= TRY IT =
Filter the records, keeping every line that has the string "BufReader".

= DATA TO EXAMINE =

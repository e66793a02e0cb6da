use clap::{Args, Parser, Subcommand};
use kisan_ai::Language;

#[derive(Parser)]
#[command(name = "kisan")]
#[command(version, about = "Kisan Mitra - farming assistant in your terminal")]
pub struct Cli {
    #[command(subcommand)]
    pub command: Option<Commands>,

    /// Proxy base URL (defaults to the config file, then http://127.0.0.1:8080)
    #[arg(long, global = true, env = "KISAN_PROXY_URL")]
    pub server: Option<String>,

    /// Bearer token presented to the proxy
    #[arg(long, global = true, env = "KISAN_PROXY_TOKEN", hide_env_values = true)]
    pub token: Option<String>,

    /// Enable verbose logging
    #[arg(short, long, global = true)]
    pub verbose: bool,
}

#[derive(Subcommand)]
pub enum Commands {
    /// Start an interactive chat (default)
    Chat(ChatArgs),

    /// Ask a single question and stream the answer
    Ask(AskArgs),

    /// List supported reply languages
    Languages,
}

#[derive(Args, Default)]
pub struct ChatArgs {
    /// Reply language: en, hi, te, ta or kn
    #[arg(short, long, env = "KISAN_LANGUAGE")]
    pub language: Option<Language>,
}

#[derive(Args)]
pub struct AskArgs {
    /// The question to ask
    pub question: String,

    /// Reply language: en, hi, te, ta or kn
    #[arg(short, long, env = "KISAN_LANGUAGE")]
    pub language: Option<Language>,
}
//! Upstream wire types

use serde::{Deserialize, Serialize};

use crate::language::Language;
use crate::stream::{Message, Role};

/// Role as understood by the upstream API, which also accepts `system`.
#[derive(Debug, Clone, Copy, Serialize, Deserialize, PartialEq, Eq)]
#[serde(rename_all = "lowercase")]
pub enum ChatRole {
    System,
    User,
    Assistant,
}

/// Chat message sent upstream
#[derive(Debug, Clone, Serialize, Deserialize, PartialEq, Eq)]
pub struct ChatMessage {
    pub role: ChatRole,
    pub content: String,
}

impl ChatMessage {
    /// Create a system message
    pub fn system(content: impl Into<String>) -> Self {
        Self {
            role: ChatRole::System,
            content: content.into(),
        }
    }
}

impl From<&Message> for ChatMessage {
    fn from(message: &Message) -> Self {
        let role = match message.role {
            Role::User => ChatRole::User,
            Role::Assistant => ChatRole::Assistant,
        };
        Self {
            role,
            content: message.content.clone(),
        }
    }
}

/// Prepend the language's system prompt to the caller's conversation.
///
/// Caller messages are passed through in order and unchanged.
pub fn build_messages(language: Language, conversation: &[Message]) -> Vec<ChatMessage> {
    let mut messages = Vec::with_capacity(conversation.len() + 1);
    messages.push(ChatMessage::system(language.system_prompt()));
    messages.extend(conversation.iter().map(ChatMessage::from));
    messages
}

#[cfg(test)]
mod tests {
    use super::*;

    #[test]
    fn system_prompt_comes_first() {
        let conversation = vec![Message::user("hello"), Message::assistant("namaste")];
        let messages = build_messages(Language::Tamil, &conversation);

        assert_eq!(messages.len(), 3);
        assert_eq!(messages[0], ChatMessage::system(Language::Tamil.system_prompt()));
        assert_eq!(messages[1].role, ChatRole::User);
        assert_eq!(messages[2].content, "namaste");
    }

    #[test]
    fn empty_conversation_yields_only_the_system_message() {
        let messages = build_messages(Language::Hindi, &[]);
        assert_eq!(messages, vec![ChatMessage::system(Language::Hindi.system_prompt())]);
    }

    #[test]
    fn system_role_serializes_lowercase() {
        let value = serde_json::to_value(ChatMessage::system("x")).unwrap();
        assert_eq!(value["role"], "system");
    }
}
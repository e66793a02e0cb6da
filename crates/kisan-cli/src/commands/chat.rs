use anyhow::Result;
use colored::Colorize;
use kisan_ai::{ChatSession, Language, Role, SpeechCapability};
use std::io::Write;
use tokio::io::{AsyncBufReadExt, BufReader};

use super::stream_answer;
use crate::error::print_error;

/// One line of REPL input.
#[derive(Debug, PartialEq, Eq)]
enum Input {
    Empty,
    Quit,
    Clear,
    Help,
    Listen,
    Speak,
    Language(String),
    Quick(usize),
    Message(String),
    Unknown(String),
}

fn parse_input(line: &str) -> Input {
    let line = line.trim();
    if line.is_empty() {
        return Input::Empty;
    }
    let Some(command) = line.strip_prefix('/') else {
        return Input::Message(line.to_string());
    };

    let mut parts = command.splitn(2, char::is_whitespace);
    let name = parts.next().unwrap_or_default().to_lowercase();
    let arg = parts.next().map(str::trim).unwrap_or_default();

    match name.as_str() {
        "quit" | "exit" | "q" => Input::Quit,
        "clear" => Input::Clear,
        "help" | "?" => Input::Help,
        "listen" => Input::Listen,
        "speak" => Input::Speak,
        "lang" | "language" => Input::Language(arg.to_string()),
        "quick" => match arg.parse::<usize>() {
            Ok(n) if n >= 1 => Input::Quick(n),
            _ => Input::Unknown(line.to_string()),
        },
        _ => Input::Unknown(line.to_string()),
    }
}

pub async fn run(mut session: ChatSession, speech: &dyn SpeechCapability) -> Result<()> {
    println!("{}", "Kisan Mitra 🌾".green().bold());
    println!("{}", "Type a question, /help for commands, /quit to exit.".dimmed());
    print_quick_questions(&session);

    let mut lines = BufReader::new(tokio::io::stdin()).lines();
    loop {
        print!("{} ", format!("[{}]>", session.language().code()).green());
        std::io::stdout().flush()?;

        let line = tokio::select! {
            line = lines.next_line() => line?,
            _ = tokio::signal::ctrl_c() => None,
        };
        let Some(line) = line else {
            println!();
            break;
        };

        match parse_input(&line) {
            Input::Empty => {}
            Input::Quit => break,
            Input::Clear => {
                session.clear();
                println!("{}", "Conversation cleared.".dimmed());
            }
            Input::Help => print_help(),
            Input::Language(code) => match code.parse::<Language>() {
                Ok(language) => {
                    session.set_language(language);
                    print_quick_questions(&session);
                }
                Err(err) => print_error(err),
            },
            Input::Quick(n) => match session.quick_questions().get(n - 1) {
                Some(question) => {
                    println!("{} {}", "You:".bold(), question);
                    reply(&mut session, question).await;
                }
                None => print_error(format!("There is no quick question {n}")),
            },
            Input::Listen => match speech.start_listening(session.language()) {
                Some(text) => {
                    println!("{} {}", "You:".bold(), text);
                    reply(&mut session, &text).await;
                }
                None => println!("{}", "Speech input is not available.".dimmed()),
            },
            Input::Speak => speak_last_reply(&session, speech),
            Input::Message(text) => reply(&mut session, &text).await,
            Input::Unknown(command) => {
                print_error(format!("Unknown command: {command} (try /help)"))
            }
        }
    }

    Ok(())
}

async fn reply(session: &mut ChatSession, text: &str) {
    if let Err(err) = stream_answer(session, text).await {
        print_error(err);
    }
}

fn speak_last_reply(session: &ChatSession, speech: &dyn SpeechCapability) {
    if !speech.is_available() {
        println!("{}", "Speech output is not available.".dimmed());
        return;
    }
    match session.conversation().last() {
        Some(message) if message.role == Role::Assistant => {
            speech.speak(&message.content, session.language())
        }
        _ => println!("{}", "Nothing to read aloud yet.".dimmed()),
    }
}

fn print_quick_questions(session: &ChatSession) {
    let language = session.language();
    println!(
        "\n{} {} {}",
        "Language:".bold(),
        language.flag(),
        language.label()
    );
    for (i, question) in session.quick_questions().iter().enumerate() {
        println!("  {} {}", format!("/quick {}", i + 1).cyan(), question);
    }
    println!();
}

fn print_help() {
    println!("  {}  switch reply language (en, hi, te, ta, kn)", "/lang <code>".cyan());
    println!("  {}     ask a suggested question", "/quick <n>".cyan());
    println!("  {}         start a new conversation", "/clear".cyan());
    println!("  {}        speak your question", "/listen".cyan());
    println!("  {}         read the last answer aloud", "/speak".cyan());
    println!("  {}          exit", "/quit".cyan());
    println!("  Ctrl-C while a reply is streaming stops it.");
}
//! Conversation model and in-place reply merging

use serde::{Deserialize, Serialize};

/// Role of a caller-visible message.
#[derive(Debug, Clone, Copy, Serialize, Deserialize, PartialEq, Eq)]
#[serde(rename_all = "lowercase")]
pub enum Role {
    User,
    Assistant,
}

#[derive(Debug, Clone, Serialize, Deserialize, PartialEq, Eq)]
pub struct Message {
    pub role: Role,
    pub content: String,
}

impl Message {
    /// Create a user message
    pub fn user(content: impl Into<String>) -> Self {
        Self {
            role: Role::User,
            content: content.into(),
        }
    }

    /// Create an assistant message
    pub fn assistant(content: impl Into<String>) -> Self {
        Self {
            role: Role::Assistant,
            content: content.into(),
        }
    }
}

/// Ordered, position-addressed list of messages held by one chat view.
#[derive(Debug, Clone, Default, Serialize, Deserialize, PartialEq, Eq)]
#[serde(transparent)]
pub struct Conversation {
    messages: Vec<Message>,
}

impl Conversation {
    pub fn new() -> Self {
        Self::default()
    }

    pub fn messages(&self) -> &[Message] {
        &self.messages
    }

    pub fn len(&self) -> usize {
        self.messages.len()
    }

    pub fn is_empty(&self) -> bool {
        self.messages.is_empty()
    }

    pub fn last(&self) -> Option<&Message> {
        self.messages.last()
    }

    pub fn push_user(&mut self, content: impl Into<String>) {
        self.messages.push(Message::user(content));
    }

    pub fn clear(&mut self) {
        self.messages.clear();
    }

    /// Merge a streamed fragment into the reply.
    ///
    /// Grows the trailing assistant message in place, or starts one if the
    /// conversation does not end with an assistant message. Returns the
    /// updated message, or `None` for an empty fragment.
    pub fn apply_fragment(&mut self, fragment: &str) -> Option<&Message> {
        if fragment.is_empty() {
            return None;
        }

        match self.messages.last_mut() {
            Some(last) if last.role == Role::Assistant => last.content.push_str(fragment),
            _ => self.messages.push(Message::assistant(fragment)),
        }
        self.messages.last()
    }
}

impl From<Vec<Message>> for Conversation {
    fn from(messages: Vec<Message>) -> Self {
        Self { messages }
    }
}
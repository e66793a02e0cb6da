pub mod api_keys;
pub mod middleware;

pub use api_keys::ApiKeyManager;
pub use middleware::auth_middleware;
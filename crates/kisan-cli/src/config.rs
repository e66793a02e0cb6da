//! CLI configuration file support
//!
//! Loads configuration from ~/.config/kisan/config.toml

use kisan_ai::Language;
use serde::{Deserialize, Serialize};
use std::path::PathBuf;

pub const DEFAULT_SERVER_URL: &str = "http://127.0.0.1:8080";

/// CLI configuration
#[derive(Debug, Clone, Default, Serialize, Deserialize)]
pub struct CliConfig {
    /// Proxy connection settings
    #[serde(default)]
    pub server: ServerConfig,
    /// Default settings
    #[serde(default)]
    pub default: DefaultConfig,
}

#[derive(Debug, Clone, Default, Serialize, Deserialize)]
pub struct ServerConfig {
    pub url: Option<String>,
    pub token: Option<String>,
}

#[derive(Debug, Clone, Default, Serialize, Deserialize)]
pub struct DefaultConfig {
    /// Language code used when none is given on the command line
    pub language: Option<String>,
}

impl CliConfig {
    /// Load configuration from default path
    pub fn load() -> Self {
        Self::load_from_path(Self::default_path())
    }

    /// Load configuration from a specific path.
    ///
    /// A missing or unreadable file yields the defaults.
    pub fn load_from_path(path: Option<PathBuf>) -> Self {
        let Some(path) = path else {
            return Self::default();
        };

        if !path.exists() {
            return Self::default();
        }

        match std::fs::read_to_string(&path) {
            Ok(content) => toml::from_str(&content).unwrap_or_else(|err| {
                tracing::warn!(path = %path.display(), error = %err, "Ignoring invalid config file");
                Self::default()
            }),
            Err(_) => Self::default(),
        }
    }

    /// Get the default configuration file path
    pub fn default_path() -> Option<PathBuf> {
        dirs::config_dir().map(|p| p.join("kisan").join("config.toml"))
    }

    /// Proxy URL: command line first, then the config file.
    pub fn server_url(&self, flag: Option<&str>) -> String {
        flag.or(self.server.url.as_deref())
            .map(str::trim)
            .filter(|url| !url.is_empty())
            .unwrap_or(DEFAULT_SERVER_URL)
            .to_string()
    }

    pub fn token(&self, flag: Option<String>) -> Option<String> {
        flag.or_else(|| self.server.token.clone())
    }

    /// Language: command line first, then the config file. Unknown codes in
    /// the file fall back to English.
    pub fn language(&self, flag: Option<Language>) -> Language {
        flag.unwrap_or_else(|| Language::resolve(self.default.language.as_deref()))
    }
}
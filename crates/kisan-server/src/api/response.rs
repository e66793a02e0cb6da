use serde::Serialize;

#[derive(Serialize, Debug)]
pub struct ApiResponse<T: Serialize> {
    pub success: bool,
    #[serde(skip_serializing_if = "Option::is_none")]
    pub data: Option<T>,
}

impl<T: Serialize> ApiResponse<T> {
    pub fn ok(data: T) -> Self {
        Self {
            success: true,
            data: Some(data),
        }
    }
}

* * *

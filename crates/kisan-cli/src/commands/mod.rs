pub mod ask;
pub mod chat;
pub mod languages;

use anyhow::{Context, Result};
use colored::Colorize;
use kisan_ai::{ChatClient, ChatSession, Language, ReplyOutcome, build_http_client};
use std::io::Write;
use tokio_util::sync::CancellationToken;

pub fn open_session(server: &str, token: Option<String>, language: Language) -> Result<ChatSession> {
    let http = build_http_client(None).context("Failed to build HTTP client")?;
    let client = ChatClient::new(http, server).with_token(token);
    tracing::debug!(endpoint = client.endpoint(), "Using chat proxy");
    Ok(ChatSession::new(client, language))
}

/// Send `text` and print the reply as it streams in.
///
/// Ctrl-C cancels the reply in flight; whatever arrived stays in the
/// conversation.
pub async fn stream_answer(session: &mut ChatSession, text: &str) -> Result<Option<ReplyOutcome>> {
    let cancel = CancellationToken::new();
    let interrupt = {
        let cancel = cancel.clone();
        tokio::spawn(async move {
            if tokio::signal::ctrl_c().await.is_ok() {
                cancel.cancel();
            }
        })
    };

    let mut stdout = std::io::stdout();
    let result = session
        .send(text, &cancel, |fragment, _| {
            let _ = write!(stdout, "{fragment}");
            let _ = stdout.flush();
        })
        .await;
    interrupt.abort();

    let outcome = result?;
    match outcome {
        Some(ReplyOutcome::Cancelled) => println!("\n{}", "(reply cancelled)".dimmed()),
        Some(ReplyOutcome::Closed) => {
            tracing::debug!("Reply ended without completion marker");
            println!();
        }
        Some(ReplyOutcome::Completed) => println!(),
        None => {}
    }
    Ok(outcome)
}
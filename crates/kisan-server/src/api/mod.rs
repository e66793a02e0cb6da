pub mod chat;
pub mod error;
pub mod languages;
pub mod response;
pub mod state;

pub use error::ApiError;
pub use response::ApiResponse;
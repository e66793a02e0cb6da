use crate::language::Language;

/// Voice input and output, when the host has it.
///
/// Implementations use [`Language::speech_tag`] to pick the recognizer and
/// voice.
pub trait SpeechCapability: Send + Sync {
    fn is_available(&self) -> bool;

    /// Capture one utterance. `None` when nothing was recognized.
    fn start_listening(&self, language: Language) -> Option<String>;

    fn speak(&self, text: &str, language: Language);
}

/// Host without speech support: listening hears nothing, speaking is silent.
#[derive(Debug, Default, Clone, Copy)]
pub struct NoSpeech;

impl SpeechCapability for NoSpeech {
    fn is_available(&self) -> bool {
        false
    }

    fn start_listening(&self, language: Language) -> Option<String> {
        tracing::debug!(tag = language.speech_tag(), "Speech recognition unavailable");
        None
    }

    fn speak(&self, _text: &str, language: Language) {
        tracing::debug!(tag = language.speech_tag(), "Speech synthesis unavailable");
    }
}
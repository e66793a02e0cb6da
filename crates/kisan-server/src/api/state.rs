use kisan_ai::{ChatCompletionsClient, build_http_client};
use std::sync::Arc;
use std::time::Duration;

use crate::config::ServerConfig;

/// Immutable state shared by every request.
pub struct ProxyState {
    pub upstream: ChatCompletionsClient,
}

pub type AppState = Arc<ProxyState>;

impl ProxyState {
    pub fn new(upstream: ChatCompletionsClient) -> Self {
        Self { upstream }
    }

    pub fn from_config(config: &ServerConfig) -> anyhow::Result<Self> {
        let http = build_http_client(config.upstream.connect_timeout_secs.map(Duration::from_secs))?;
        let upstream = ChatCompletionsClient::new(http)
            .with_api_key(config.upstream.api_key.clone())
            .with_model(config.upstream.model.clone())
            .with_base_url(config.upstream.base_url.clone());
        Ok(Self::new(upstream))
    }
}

= RESPONSE TO THIS TASK =
use tokio::io::{AsyncBufReadExt, BufReader};
    let mut lines = BufReader::new(tokio::io::stdin()).lines();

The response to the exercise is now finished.